You don't need Kafka

really.

Jun 21, 2019

A couple days ago, I was perusing the excellent Data Engineering Weekly newsletter (which I highly recommend subscribing to if you’re in the industry), when I noticed a link to a meetup on Kafka, hosted by WeWork.

For those fortunate enough to never have worked with big data, Kafka is a very complex piece of distributed software that coordinates data transfer between multiple computers. More specifically, what it does is “flattens” data so that it can move it quickly from one place to the other. Where you usually need Kafka is if you have a LOT of data that you need to process very quickly and send somewhere else. Kafka can also store as a retention mechanism, keeping data for 2,3, or even 7 days - that way if your downstream processes fail, you can reprocess using what’s in Kafka.

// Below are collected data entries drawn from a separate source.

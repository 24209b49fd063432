//! SQLite connection pool configuration

use std::time::Duration;

/// r2d2 pool and per-connection settings
#[derive(Debug, Clone)]
pub struct SqlitePoolConfig {
    /// Maximum number of connections in the pool
    pub max_size: u32,

    /// How long to wait for a free connection
    pub connection_timeout: Duration,

    /// Busy timeout for SQLite operations
    pub busy_timeout: Duration,

    /// Enable WAL journal mode
    pub enable_wal: bool,

    /// Enable foreign key constraints
    pub enable_foreign_keys: bool,
}

impl SqlitePoolConfig {
    /// Default settings with the given pool size (at least one connection).
    pub fn with_max_size(max_size: u32) -> Self {
        Self { max_size: max_size.max(1), ..Self::default() }
    }
}

impl Default for SqlitePoolConfig {
    fn default() -> Self {
        Self {
            max_size: 4,
            connection_timeout: Duration::from_secs(5),
            busy_timeout: Duration::from_millis(5000),
            enable_wal: true,
            enable_foreign_keys: true,
        }
    }
}
//! Structured sync event channel.
//!
//! Remote failures never reach the caller of a local mutation. They are
//! published here instead so supervisors and tests can observe them.

use std::sync::atomic::{AtomicU64, Ordering};
use std::sync::Arc;

use policydesk_domain::constants::SYNC_EVENT_CHANNEL_CAPACITY;
use policydesk_domain::{QueueOperation, Table};
use serde::Serialize;
use tokio::sync::broadcast;
use uuid::Uuid;

use super::queue::DrainSkipReason;

#[derive(Debug, Clone, PartialEq, Eq)]
pub enum SyncEvent {
    /// A hook reached the remote store directly.
    Replicated { table: Table, operation: QueueOperation, record_id: String },
    /// A hook could not reach the remote store and queued the mutation.
    ReplicationDeferred {
        table: Table,
        operation: QueueOperation,
        record_id: String,
        reason: String,
    },
    /// A mutation could not be replicated or queued.
    ReplicationLost {
        table: Table,
        operation: QueueOperation,
        record_id: String,
        error: String,
    },
    DrainSkipped { reason: DrainSkipReason },
    EntryReplayed { entry_id: Uuid, table: Table, operation: QueueOperation },
    EntryRequeued { entry_id: Uuid, table: Table, operation: QueueOperation, attempts: u32 },
    EntryDeadLettered { entry_id: Uuid, table: Table, operation: QueueOperation, reason: String },
    SyncStarted,
    SyncCompleted { rows_pulled: usize },
    SyncFailed { error: String },
    SyncSkipped,
}

#[derive(Debug, Default)]
struct Counters {
    replicated: AtomicU64,
    deferred: AtomicU64,
    lost: AtomicU64,
    replayed: AtomicU64,
    requeued: AtomicU64,
    dead_lettered: AtomicU64,
    syncs_completed: AtomicU64,
    syncs_failed: AtomicU64,
    syncs_skipped: AtomicU64,
}

/// Totals since startup.
#[derive(Debug, Clone, Copy, Default, PartialEq, Eq, Serialize)]
pub struct SyncStats {
    pub replicated: u64,
    pub deferred: u64,
    pub lost: u64,
    pub replayed: u64,
    pub requeued: u64,
    pub dead_lettered: u64,
    pub syncs_completed: u64,
    pub syncs_failed: u64,
    pub syncs_skipped: u64,
}

/// Broadcast publisher plus running counters. Cheap to clone.
#[derive(Debug, Clone)]
pub struct SyncEvents {
    sender: broadcast::Sender<SyncEvent>,
    counters: Arc<Counters>,
}

impl Default for SyncEvents {
    fn default() -> Self {
        Self::new(SYNC_EVENT_CHANNEL_CAPACITY)
    }
}

impl SyncEvents {
    pub fn new(capacity: usize) -> Self {
        let (sender, _) = broadcast::channel(capacity.max(1));
        Self { sender, counters: Arc::new(Counters::default()) }
    }

    pub fn subscribe(&self) -> broadcast::Receiver<SyncEvent> {
        self.sender.subscribe()
    }

    /// Record and broadcast an event. Having no subscribers is fine.
    pub fn publish(&self, event: SyncEvent) {
        let counter = match &event {
            SyncEvent::Replicated { .. } => Some(&self.counters.replicated),
            SyncEvent::ReplicationDeferred { .. } => Some(&self.counters.deferred),
            SyncEvent::ReplicationLost { .. } => Some(&self.counters.lost),
            SyncEvent::EntryReplayed { .. } => Some(&self.counters.replayed),
            SyncEvent::EntryRequeued { .. } => Some(&self.counters.requeued),
            SyncEvent::EntryDeadLettered { .. } => Some(&self.counters.dead_lettered),
            SyncEvent::SyncCompleted { .. } => Some(&self.counters.syncs_completed),
            SyncEvent::SyncFailed { .. } => Some(&self.counters.syncs_failed),
            SyncEvent::SyncSkipped => Some(&self.counters.syncs_skipped),
            SyncEvent::DrainSkipped { .. } | SyncEvent::SyncStarted => None,
        };
        if let Some(counter) = counter {
            counter.fetch_add(1, Ordering::Relaxed);
        }
        let _ = self.sender.send(event);
    }

    pub fn stats(&self) -> SyncStats {
        let c = &self.counters;
        SyncStats {
            replicated: c.replicated.load(Ordering::Relaxed),
            deferred: c.deferred.load(Ordering::Relaxed),
            lost: c.lost.load(Ordering::Relaxed),
            replayed: c.replayed.load(Ordering::Relaxed),
            requeued: c.requeued.load(Ordering::Relaxed),
            dead_lettered: c.dead_lettered.load(Ordering::Relaxed),
            syncs_completed: c.syncs_completed.load(Ordering::Relaxed),
            syncs_failed: c.syncs_failed.load(Ordering::Relaxed),
            syncs_skipped: c.syncs_skipped.load(Ordering::Relaxed),
        }
    }
}

#[cfg(test)]
mod tests {
    use super::*;

    #[tokio::test]
    async fn subscribers_receive_published_events() {
        let events = SyncEvents::default();
        let mut rx = events.subscribe();

        events.publish(SyncEvent::SyncSkipped);

        assert_eq!(rx.recv().await.unwrap(), SyncEvent::SyncSkipped);
        assert_eq!(events.stats().syncs_skipped, 1);
    }

    #[test]
    fn publishing_without_subscribers_still_counts() {
        let events = SyncEvents::new(4);
        events.publish(SyncEvent::ReplicationDeferred {
            table: Table::Customers,
            operation: QueueOperation::Insert,
            record_id: "c1".into(),
            reason: "offline".into(),
        });
        events.publish(SyncEvent::SyncStarted);

        let stats = events.stats();
        assert_eq!(stats.deferred, 1);
        assert_eq!(stats, SyncStats { deferred: 1, ..SyncStats::default() });
    }
}
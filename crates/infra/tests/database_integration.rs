//! SQLite record store and queue storage against the real schema.

mod support;

use std::sync::Arc;

use chrono::Utc;
use policydesk_core::{LocalStore, QueueStorage, RecordStore, TableSnapshot};
use policydesk_domain::{DeadLetter, PolicyDeskError, QueueOperation, QueuedMutation, Table};
use policydesk_infra::database::SqliteQueueStorage;
use serde_json::json;
use support::{record, TestDatabase};
use tokio_test::assert_ok;

#[tokio::test(flavor = "multi_thread")]
async fn records_are_indexed_by_secondary_fields() {
    let db = TestDatabase::new();
    let store = db.records();

    for (id, customer, plate) in [("v1", "c1", "34 AB 12"), ("v2", "c2", "06 CD 34"), ("v3", "c1", "35 EF 56")] {
        assert_ok!(
            store
                .insert(
                    Table::Vehicles,
                    record(json!({ "id": id, "customerId": customer, "plate": plate, "year": 2020 })),
                )
                .await
        );
    }

    let owned = store.find_by(Table::Vehicles, "customerId", &json!("c1")).await.unwrap();
    let ids: Vec<_> = owned.iter().map(|r| r["id"].as_str().unwrap()).collect();
    assert_eq!(ids, ["v1", "v3"]);

    let by_plate = store.find_by(Table::Vehicles, "plate", &json!("06 CD 34")).await.unwrap();
    assert_eq!(by_plate[0]["customerId"], "c2");

    let err = store.find_by(Table::Vehicles, "colour", &json!("red")).await.unwrap_err();
    assert!(matches!(err, PolicyDeskError::InvalidInput(_)));
}

#[tokio::test(flavor = "multi_thread")]
async fn update_merges_and_keeps_other_fields() {
    let db = TestDatabase::new();
    let store = db.records();
    store
        .insert(
            Table::Policies,
            record(json!({ "id": "p1", "price": 1200, "type": "Kasko", "policyNumber": "K-1" })),
        )
        .await
        .unwrap();

    let merged = store.update(Table::Policies, "p1", record(json!({ "price": 1500 }))).await.unwrap();
    assert_eq!(merged["price"], 1500);
    assert_eq!(merged["type"], "Kasko");

    let by_type = store.find_by(Table::Policies, "type", &json!("Kasko")).await.unwrap();
    assert_eq!(by_type[0]["price"], 1500);
}

#[tokio::test(flavor = "multi_thread")]
async fn replace_all_rolls_back_on_duplicate_rows() {
    let db = TestDatabase::new();
    let store = db.records();
    store.insert(Table::Customers, record(json!({ "id": "local" }))).await.unwrap();
    store.insert(Table::Users, record(json!({ "id": "u-local" }))).await.unwrap();

    let mut bad = TableSnapshot::new();
    bad.insert(Table::Customers, vec![record(json!({ "id": "r1" }))]);
    bad.insert(Table::Users, vec![record(json!({ "id": "u1" })), record(json!({ "id": "u1" }))]);
    assert!(store.replace_all(bad).await.is_err());

    assert!(store.get(Table::Customers, "local").await.unwrap().is_some());
    assert!(store.get(Table::Customers, "r1").await.unwrap().is_none());
    assert_eq!(store.count(Table::Users).await.unwrap(), 1);

    let mut good = TableSnapshot::new();
    good.insert(Table::Customers, vec![record(json!({ "id": "r1" })), record(json!({ "id": "r2" }))]);
    good.insert(Table::Users, Vec::new());
    store.replace_all(good).await.unwrap();

    assert_eq!(store.count(Table::Customers).await.unwrap(), 2);
    assert_eq!(store.count(Table::Users).await.unwrap(), 0);
}

#[tokio::test(flavor = "multi_thread")]
async fn local_store_over_sqlite_validates_before_writing() {
    let db = TestDatabase::new();
    let local = LocalStore::new(db.records());

    let err = local
        .insert(Table::Customers, record(json!({ "id": "c1", "favouriteColour": "red" })))
        .await
        .unwrap_err();
    assert!(matches!(err, PolicyDeskError::InvalidInput(_)));
    assert_eq!(local.count(Table::Customers).await.unwrap(), 0);

    local.insert(Table::Customers, record(json!({ "id": "c1", "firstName": "Ada" }))).await.unwrap();
    assert!(local.delete(Table::Customers, "c1").await.unwrap());
    assert!(!local.delete(Table::Customers, "c1").await.unwrap());
}

fn entry(table: Table, operation: QueueOperation, id: &str) -> QueuedMutation {
    QueuedMutation::new(table, operation, id, record(json!({ "id": id })))
}

#[tokio::test(flavor = "multi_thread")]
async fn queue_survives_a_restart() {
    let db = TestDatabase::new();
    let storage = db.queue_storage();
    storage.append(entry(Table::Customers, QueueOperation::Insert, "c1")).await.unwrap();
    storage.append(entry(Table::Vehicles, QueueOperation::Update, "v1")).await.unwrap();

    let reopened = SqliteQueueStorage::new(db.reopen());
    let entries = reopened.list().await.unwrap();
    assert_eq!(entries.len(), 2);
    assert_eq!(entries[0].record_id, "c1");
    assert_eq!(entries[1].operation, QueueOperation::Update);
    assert_eq!(entries[0].payload["id"], "c1");
    assert_eq!(reopened.pending_for_table(Table::Vehicles).await.unwrap(), 1);
}

#[tokio::test(flavor = "multi_thread")]
async fn dead_letters_round_trip_through_sqlite() {
    let db = TestDatabase::new();
    let storage: Arc<dyn QueueStorage> = db.queue_storage();

    let mut failed = storage.append(entry(Table::Policies, QueueOperation::Delete, "p1")).await.unwrap();
    failed.attempts = 10;
    failed.last_error = Some("remote server error (503)".into());
    failed.last_attempt_at = Some(Utc::now());
    storage.take_all().await.unwrap();

    storage
        .dead_letter(DeadLetter {
            entry: failed.clone(),
            reason: "gave up after 10 attempts".into(),
            dead_lettered_at: Utc::now(),
        })
        .await
        .unwrap();

    let letters = storage.dead_letters().await.unwrap();
    assert_eq!(letters.len(), 1);
    assert_eq!(letters[0].entry.entry_id, failed.entry_id);
    assert_eq!(letters[0].entry.attempts, 10);

    let requeued = storage
        .requeue_dead_letter(failed.entry_id, Utc::now())
        .await
        .unwrap()
        .expect("dead letter");
    assert_eq!(requeued.attempts, 0);
    assert!(requeued.last_error.is_none());
    assert!(storage.dead_letters().await.unwrap().is_empty());
    assert_eq!(storage.list().await.unwrap()[0].entry_id, failed.entry_id);
    assert!(storage.requeue_dead_letter(failed.entry_id, Utc::now()).await.unwrap().is_none());
}
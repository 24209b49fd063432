//! Shared fixtures for `policydesk-infra` integration tests.

#![allow(dead_code)]

use std::path::PathBuf;
use std::sync::Arc;

use policydesk_domain::Record;
use policydesk_infra::database::{DbManager, SqliteQueueStorage, SqliteRecordStore};
use tempfile::TempDir;

/// Migrated database in a temporary directory that lives as long as the
/// fixture.
pub struct TestDatabase {
    pub manager: Arc<DbManager>,
    pub path: PathBuf,
    _temp_dir: TempDir,
}

impl TestDatabase {
    pub fn new() -> Self {
        let temp_dir = TempDir::new().expect("temp dir should be created");
        let path = temp_dir.path().join("policydesk-test.db");
        let manager = Arc::new(Self::open(&path));
        Self { manager, path, _temp_dir: temp_dir }
    }

    /// Open a second manager on the same file, as a restarted app would.
    pub fn reopen(&self) -> Arc<DbManager> {
        Arc::new(Self::open(&self.path))
    }

    pub fn records(&self) -> Arc<SqliteRecordStore> {
        Arc::new(SqliteRecordStore::new(Arc::clone(&self.manager)))
    }

    pub fn queue_storage(&self) -> Arc<SqliteQueueStorage> {
        Arc::new(SqliteQueueStorage::new(Arc::clone(&self.manager)))
    }

    fn open(path: &std::path::Path) -> DbManager {
        let manager = DbManager::new(path, 4).expect("db manager should be created");
        manager.run_migrations().expect("schema should apply");
        manager
    }
}

impl Default for TestDatabase {
    fn default() -> Self {
        Self::new()
    }
}

pub fn record(value: serde_json::Value) -> Record {
    value.as_object().cloned().expect("test record must be a JSON object")
}
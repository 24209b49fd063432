//! In-memory [`RecordStore`], used by tests and ephemeral sessions.

use std::collections::BTreeMap;

use async_trait::async_trait;
use parking_lot::RwLock;
use policydesk_domain::{record_id, PolicyDeskError, Record, Result, Table};
use serde_json::Value;

use super::ports::{RecordStore, TableSnapshot};
use super::validation::validate_index_field;

type Rows = BTreeMap<String, Record>;

/// Record store held in process memory.
#[derive(Debug, Default)]
pub struct MemoryRecordStore {
    tables: RwLock<BTreeMap<Table, Rows>>,
}

impl MemoryRecordStore {
    pub fn new() -> Self {
        Self::default()
    }
}

#[async_trait]
impl RecordStore for MemoryRecordStore {
    async fn insert(&self, table: Table, record: Record) -> Result<()> {
        let id = record_id(&record)?.to_string();
        let mut tables = self.tables.write();
        let rows = tables.entry(table).or_default();
        if rows.contains_key(&id) {
            return Err(PolicyDeskError::Conflict(format!("{table}/{id} already exists")));
        }
        rows.insert(id, record);
        Ok(())
    }

    async fn update(&self, table: Table, id: &str, changes: Record) -> Result<Record> {
        let mut tables = self.tables.write();
        let existing = tables
            .get_mut(&table)
            .and_then(|rows| rows.get_mut(id))
            .ok_or_else(|| PolicyDeskError::NotFound(format!("{table}/{id}")))?;
        existing.extend(changes);
        Ok(existing.clone())
    }

    async fn delete(&self, table: Table, id: &str) -> Result<bool> {
        let mut tables = self.tables.write();
        Ok(tables.get_mut(&table).and_then(|rows| rows.remove(id)).is_some())
    }

    async fn get(&self, table: Table, id: &str) -> Result<Option<Record>> {
        Ok(self.tables.read().get(&table).and_then(|rows| rows.get(id)).cloned())
    }

    async fn all(&self, table: Table) -> Result<Vec<Record>> {
        Ok(self
            .tables
            .read()
            .get(&table)
            .map(|rows| rows.values().cloned().collect())
            .unwrap_or_default())
    }

    async fn find_by(&self, table: Table, field: &str, value: &Value) -> Result<Vec<Record>> {
        validate_index_field(table, field)?;
        Ok(self
            .tables
            .read()
            .get(&table)
            .map(|rows| {
                rows.values().filter(|record| record.get(field) == Some(value)).cloned().collect()
            })
            .unwrap_or_default())
    }

    async fn count(&self, table: Table) -> Result<usize> {
        Ok(self.tables.read().get(&table).map_or(0, BTreeMap::len))
    }

    async fn replace_all(&self, snapshot: TableSnapshot) -> Result<()> {
        // Build every table first so a bad row leaves the store untouched.
        let mut replacement = BTreeMap::new();
        for (table, records) in snapshot {
            let mut rows = Rows::new();
            for record in records {
                let id = record_id(&record)?.to_string();
                if rows.insert(id.clone(), record).is_some() {
                    return Err(PolicyDeskError::Conflict(format!(
                        "{table}/{id} appears twice in snapshot"
                    )));
                }
            }
            replacement.insert(table, rows);
        }

        let mut tables = self.tables.write();
        for (table, rows) in replacement {
            tables.insert(table, rows);
        }
        Ok(())
    }
}

#[cfg(test)]
mod tests {
    use serde_json::json;
    use tokio_test::{assert_err, assert_ok};

    use super::*;

    fn record(value: serde_json::Value) -> Record {
        value.as_object().cloned().unwrap()
    }

    #[tokio::test]
    async fn insert_rejects_duplicate_ids() {
        let store = MemoryRecordStore::new();
        assert_ok!(store.insert(Table::Customers, record(json!({ "id": "c1" }))).await);
        let err = assert_err!(store.insert(Table::Customers, record(json!({ "id": "c1" }))).await);
        assert!(matches!(err, PolicyDeskError::Conflict(_)));
    }

    #[tokio::test]
    async fn update_merges_fields() {
        let store = MemoryRecordStore::new();
        store
            .insert(Table::Vehicles, record(json!({ "id": "v1", "plate": "A", "brand": "Fiat" })))
            .await
            .unwrap();

        let merged =
            store.update(Table::Vehicles, "v1", record(json!({ "plate": "B" }))).await.unwrap();

        assert_eq!(merged, record(json!({ "id": "v1", "plate": "B", "brand": "Fiat" })));
        assert!(matches!(
            store.update(Table::Vehicles, "v9", record(json!({ "plate": "C" }))).await,
            Err(PolicyDeskError::NotFound(_))
        ));
    }

    #[tokio::test]
    async fn find_by_matches_indexed_values() {
        let store = MemoryRecordStore::new();
        for (id, customer) in [("v1", "c1"), ("v2", "c2"), ("v3", "c1")] {
            store
                .insert(Table::Vehicles, record(json!({ "id": id, "customerId": customer })))
                .await
                .unwrap();
        }

        let found = store.find_by(Table::Vehicles, "customerId", &json!("c1")).await.unwrap();
        let ids: Vec<_> = found.iter().map(|r| r["id"].as_str().unwrap()).collect();
        assert_eq!(ids, ["v1", "v3"]);
        assert!(store.find_by(Table::Vehicles, "colour", &json!("red")).await.is_err());
    }

    #[tokio::test]
    async fn replace_all_is_all_or_nothing() {
        let store = MemoryRecordStore::new();
        store.insert(Table::Customers, record(json!({ "id": "old" }))).await.unwrap();

        let mut bad = TableSnapshot::new();
        bad.insert(Table::Customers, vec![record(json!({ "id": "new" }))]);
        bad.insert(Table::Vehicles, vec![record(json!({ "plate": "no id" }))]);
        assert!(store.replace_all(bad).await.is_err());
        assert!(store.get(Table::Customers, "old").await.unwrap().is_some());

        let mut good = TableSnapshot::new();
        good.insert(Table::Customers, vec![record(json!({ "id": "new" }))]);
        store.replace_all(good).await.unwrap();
        assert!(store.get(Table::Customers, "old").await.unwrap().is_none());
        assert_eq!(store.count(Table::Customers).await.unwrap(), 1);
    }
}
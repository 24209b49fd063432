//! Pooled SQLite connection wrapper

use std::ops::{Deref, DerefMut};

use r2d2::PooledConnection;
use r2d2_sqlite::SqliteConnectionManager;
use rusqlite::Connection as RusqliteConnection;

/// Pooled rusqlite connection.
///
/// Derefs to [`rusqlite::Connection`]; the connection returns to the pool
/// when dropped.
pub struct SqliteConnection {
    inner: PooledConnection<SqliteConnectionManager>,
}

impl SqliteConnection {
    pub fn new(conn: PooledConnection<SqliteConnectionManager>) -> Self {
        Self { inner: conn }
    }

    pub fn inner(&self) -> &RusqliteConnection {
        &self.inner
    }
}

impl Deref for SqliteConnection {
    type Target = RusqliteConnection;

    fn deref(&self) -> &Self::Target {
        &self.inner
    }
}

impl DerefMut for SqliteConnection {
    fn deref_mut(&mut self) -> &mut Self::Target {
        &mut self.inner
    }
}

impl std::fmt::Debug for SqliteConnection {
    fn fmt(&self, f: &mut std::fmt::Formatter<'_>) -> std::fmt::Result {
        f.debug_struct("SqliteConnection").finish_non_exhaustive()
    }
}
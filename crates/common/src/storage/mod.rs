//! Storage primitives for the embedded SQLite database
//!
//! This module provides the r2d2 connection pool, the pooled connection
//! wrapper, per-connection pragmas and pool metrics.

pub mod error;
pub mod metrics;
pub mod sqlite;
pub mod types;

// Re-export commonly used types
pub use error::{StorageError, StorageResult};
pub use metrics::StorageMetrics;
pub use sqlite::{apply_connection_pragmas, SqliteConnection, SqlitePool, SqlitePoolConfig};
pub use types::{HealthStatus, PoolMetrics};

A lot of companies that deal with data that comes in aggregate (i.e. social network data like Facebook and Twitter, astronomers who process enormous amounts of star movements per night, or autonomous car companies that need cars to quickly understand data about their environments) have set up Kafka as a way to move data from wherever they’re producing data (i.e. with user input at the keyboard, from telescope readings, from car telemetry), to places further downstream that can process and analyze it. The flow usually looks something like this:

WeWork, now rebranded as The We Company, is the latest success in the coworking space, who claims on their website that their mission is to

“elevate the world’s consciousness.” Its core business is leasing office real estate and then subleasing that office space to individuals and small companies who can’t commit to a traditional office lease.

It’s elevated the world’s consciousness” by creating bespoke places where both individuals and companies can work as teams in offices that look unique, yet vaguely the same (sidenote: I highly recommend you read this article about how all AirBnBs and coffee shops look the same), all around the world. It’s also lately been dabbling in education and, *checks notes* banning meat.

WeWork recently IPOed (went public), and some of its financial information came to light:

WeWork doubled its revenue from $886 million in 2017 to roughly $1.8 billion in 2018, with net losses hitting a staggering $1.9 billion. These aren’t attractive metrics for a pre-IPO business; then again, Uber’s currently completing a closely watched IPO roadshow despite shrinking growth. Here’s more from Crunchbase News on WeWork’s top line financials:
WeWork’s 2017 revenue: $886 million
WeWork’s 2017 net loss: $933 million
WeWorks 2018 revenue: $1.82 billion (+105.4 percent)
WeWork’s 2018 net loss: $1.9 billion (+103.6 percent)
On the bright side, per Axios, WeWork established a 90 percent occupancy rate in 2018, with total membership rising.
WeWork is often referenced as the perfect example of Silicon Valley’s tendency to inflate valuations. WeWork, a real estate business, burns through cash rapidly and will undoubtedly have to work hard to convince public markets investors of its longevity, as well as its status as a tech company.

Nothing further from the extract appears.